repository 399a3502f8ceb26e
use anyhow::anyhow;
use axum::{
    Json,
    extract::{FromRequest, Request, rejection::JsonRejection},
};
use serde::de::DeserializeOwned;
use validator::{Validate, ValidationErrors};

use marquee_core::AppError;

fn format_errors(errors: &ValidationErrors) -> String {
    let mut messages: Vec<String> = errors
        .field_errors()
        .iter()
        .flat_map(|(field, errors)| {
            errors.iter().map(move |error| {
                error
                    .message
                    .as_ref()
                    .map(|msg| msg.to_string())
                    .unwrap_or_else(|| format!("{field} is invalid"))
            })
        })
        .collect();
    messages.sort();
    messages.join(", ")
}

/// JSON body extractor that also runs `validator` rules.
///
/// Malformed bodies are 400s; bodies that parse but break a rule are 422s.
#[derive(Debug, Clone, Copy, Default)]
pub struct ValidatedJson<T>(pub T);

impl<T, S> FromRequest<S> for ValidatedJson<T>
where
    T: DeserializeOwned + Validate,
    S: Send + Sync,
{
    type Rejection = AppError;

    async fn from_request(req: Request, state: &S) -> Result<Self, Self::Rejection> {
        let Json(value) = Json::<T>::from_request(req, state)
            .await
            .map_err(|rejection| {
                if matches!(rejection, JsonRejection::MissingJsonContentType(_)) {
                    return AppError::bad_request(anyhow!(
                        "Missing 'Content-Type: application/json' header"
                    ));
                }

                let error_msg = rejection.body_text();
                if let Some(field) = error_msg
                    .split("missing field `")
                    .nth(1)
                    .and_then(|s| s.split('`').next())
                {
                    return AppError::bad_request(anyhow!("{field} is required"));
                }

                AppError::bad_request(anyhow!("Invalid request body"))
            })?;

        value
            .validate()
            .map_err(|errors| AppError::unprocessable(anyhow!("{}", format_errors(&errors))))?;

        Ok(ValidatedJson(value))
    }
}
//! Admin accounts that may sign in to the panel.
//!
//! Accounts are loaded once at startup from a JSON array:
//!
//! ```json
//! [
//!   {"id": 1, "email": "ops@example.com", "name": "Ops", "role": "admin",
//!    "password_hash": "$2b$12$..."}
//! ]
//! ```

use std::collections::HashMap;
use std::fmt;
use std::path::Path;

use anyhow::{Context, bail};
use serde::{Deserialize, Serialize};

use crate::role::Role;

#[derive(Clone, Serialize, Deserialize)]
pub struct AdminAccount {
    pub id: i64,
    pub email: String,
    pub name: String,
    pub role: Role,
    pub password_hash: String,
}

impl fmt::Debug for AdminAccount {
    fn fmt(&self, f: &mut fmt::Formatter<'_>) -> fmt::Result {
        f.debug_struct("AdminAccount")
            .field("id", &self.id)
            .field("email", &self.email)
            .field("name", &self.name)
            .field("role", &self.role)
            .finish_non_exhaustive()
    }
}

/// Lookup of admin accounts by email.
pub trait CredentialStore: Send + Sync + fmt::Debug {
    fn find_by_email(&self, email: &str) -> Option<AdminAccount>;
}

/// In-memory store keyed by lowercased email.
#[derive(Debug, Default, Clone)]
pub struct StaticCredentialStore {
    accounts: HashMap<String, AdminAccount>,
}

impl StaticCredentialStore {
    pub fn new(accounts: Vec<AdminAccount>) -> anyhow::Result<Self> {
        let mut by_email = HashMap::with_capacity(accounts.len());
        for account in accounts {
            let key = account.email.trim().to_lowercase();
            if key.is_empty() {
                bail!("admin account {} has an empty email", account.id);
            }
            if by_email.contains_key(&key) {
                bail!("duplicate admin account email: {key}");
            }
            by_email.insert(key, account);
        }

        Ok(Self { accounts: by_email })
    }

    pub fn from_json(raw: &str) -> anyhow::Result<Self> {
        let accounts: Vec<AdminAccount> =
            serde_json::from_str(raw).context("failed to parse admin accounts")?;
        Self::new(accounts)
    }

    pub fn from_file(path: &Path) -> anyhow::Result<Self> {
        let raw = std::fs::read_to_string(path)
            .with_context(|| format!("failed to read admin accounts from {}", path.display()))?;
        Self::from_json(&raw)
    }

    pub fn len(&self) -> usize {
        self.accounts.len()
    }

    pub fn is_empty(&self) -> bool {
        self.accounts.is_empty()
    }
}

impl CredentialStore for StaticCredentialStore {
    fn find_by_email(&self, email: &str) -> Option<AdminAccount> {
        self.accounts.get(&email.trim().to_lowercase()).cloned()
    }
}
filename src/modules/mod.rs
pub mod auth;
pub mod system;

Aim of the exercise: Among the lines of the data, identify those with the word "FromRequest". Copy each of them.

The answer:
    extract::{FromRequest, Request, rejection::JsonRejection},
impl<T, S> FromRequest<S> for ValidatedJson<T>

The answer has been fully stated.